Nessa transição, a família precisa se capacitar para compreender o desenvolvimento infantil e para conviver com o problema e se envolver no processo de um transtorno que desintegra a pessoa nos meios familiar e social.

O TOD abraça o psicológico e o emocional, incitando a criança a adotar a aspereza como escudo. Ser contrariada? Nem pensar! Para impedir discussões que afetam sentimentos e emoções e, assim, conter explosões de agressividade que podem atingir todas as pessoas do seu convívio.

Nessa transição, a família precisa se capacitar para compreender o desenvolvimento infantil e para conviver com o problema e se envolver no processo de um transtorno que desintegra a pessoa nos meios familiar e social.”

A próxima medida é arquitetar a estrutura para recriar um ambiente terapêutico que facilite mudanças de comportamento. Do contrário, a família será dividida em dois blocos: os que se juntam para combater resistência, pirraça, desobediência, teimosia e, até, violação de direitos; e ela — a criança contra todos.

Nessa etapa, a família precisa compreender que birra é um sentimento de aversão e, se não for trabalhada, pode abordar a obstinação para impor o querer. Todavia, o transtorno opositor desafiador estimula provocar a pessoa de autoridade à base da desobediência e agressividade.

Uma das características do transtorno é um altivo grau de agressividade, pois a vítima pode chegar à violência, principalmente física, para com as figuras de autoridade por uma simples interpretação de gestos ou atitudes e por se frustrar com facilidade. O comportamento é sempre oposto ao convencional, devido à intolerância, a ponto de se vingar de quem tentar obstruir a sua vontade.

Como a maioria dos diagnósticos são tardios e partem das referências oriundas dos ambientes familiar e social da vítima, pais e responsáveis precisam trabalhar o psicoemocional para se conscientizarem do problema e superarem a angústia instigada pelo impacto da revelação, sem contar que o sentimento de culpa é o primeiro que grita para desequilibrar, principalmente, os pais.

Nesse grau do transtorno, pais partem à procura de ajuda, e especialistas em Saúde comportamental não arriscam um diagnóstico imediato por deficiência de informações do cotidiano da criança, desenvolvendo preceitos que estabelecem baterias de exames. Até mesmo especialistas que incidem o alvo no primeiro disparo, identificando o transtorno, reúnem informações precisas da base de convivência do indivíduo para principiar a bateria de exames e os acompanhamentos específicos. Somente então partem para o tratamento.
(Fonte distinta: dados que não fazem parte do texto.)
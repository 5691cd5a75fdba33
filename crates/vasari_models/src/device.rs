//! Accelerator selection for in-process backends.

/// Where model weights live and decoding runs.
#[derive(
    Debug,
    Clone,
    Copy,
    Default,
    PartialEq,
    Eq,
    Hash,
    serde::Serialize,
    serde::Deserialize,
    strum::Display,
    strum::EnumString,
)]
#[serde(rename_all = "lowercase")]
#[strum(serialize_all = "lowercase", ascii_case_insensitive)]
pub enum DeviceKind {
    /// Host CPU
    Cpu,
    /// First CUDA device
    #[default]
    Cuda,
    /// Apple Metal (`mps` is accepted as an alias)
    #[strum(to_string = "metal", serialize = "mps")]
    #[serde(alias = "mps")]
    Metal,
}

impl DeviceKind {
    /// Whether this device is an accelerator.
    pub fn is_accelerator(&self) -> bool {
        !matches!(self, DeviceKind::Cpu)
    }
}
//! Configuration error types.

/// Invalid flags, config file contents or sampling parameters.
#[derive(Debug, Clone, derive_more::Display, derive_more::Error)]
#[display("Configuration Error: {} at line {} in {}", message, line, file)]
pub struct ConfigError {
    /// What was wrong with the configuration
    pub message: String,
    /// Line number where the error occurred
    pub line: u32,
    /// File where the error occurred
    pub file: &'static str,
}

impl ConfigError {
    /// Create a new ConfigError with the given message at the current location.
    ///
    /// # Examples
    ///
    /// ```
    /// use vasari_error::ConfigError;
    ///
    /// let err = ConfigError::new("top_p must be in (0, 1], got 1.5");
    /// assert!(err.to_string().starts_with("Configuration Error: top_p"));
    /// ```
    #[track_caller]
    pub fn new(message: impl Into<String>) -> Self {
        let location = std::panic::Location::caller();
        Self {
            message: message.into(),
            line: location.line(),
            file: location.file(),
        }
    }
}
Os casos graves estabelecem foco para trabalhar a ansiedade no intuito de atenuar o nível de irritabilidade e depressão, devido ao retraimento social, que pode induzir ao isolamento e até a perturbações do sono, que alteram o humor e estimulam o agir com rebeldia, uma vez que nos transtornos de ansiedade e na depressão decorrem os mesmos sinais.

Nessa trajetória, toda a família tem que ser envolvida no tratamento para que a disfunção familiar que acarretou o transtorno seja trabalhada numa abordagem que disciplina, não castiga e, se possível, envolve professores no mesmo processo, para banir ações tóxicas à vida da sala de aula, porque uma atmosfera escolar tensa, principalmente em creches e nos anos iniciais do Ensino Fundamental I, pode despertar o transtorno.